Saved data entries:
········
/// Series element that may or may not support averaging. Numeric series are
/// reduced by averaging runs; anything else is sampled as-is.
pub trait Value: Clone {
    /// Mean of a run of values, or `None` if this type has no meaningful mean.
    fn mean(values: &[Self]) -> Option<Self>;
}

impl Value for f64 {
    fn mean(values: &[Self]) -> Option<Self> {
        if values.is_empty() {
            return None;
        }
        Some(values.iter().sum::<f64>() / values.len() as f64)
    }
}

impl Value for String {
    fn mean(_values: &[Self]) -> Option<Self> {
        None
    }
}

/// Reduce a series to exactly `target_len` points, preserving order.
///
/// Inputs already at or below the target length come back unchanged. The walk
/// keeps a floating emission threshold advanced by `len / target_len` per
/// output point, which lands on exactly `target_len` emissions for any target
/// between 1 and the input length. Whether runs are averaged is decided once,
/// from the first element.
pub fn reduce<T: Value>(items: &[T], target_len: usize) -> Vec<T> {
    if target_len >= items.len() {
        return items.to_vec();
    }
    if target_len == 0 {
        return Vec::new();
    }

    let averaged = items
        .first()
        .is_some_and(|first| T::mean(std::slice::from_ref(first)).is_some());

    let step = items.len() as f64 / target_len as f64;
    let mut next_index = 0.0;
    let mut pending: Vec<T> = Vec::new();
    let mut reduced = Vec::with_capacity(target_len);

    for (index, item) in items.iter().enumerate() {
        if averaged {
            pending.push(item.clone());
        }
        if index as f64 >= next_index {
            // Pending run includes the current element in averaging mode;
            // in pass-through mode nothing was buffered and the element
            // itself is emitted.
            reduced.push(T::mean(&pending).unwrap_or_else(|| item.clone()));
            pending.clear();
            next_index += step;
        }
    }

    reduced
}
········
• _ASSIGNED TASK_
Lines containing the string "Option" are the ones to copy from the entries above.

• _WRITTEN SOLUTION_
    fn mean(values: &[Self]) -> Option<Self>;
    fn mean(values: &[Self]) -> Option<Self> {
    fn mean(_values: &[Self]) -> Option<Self> {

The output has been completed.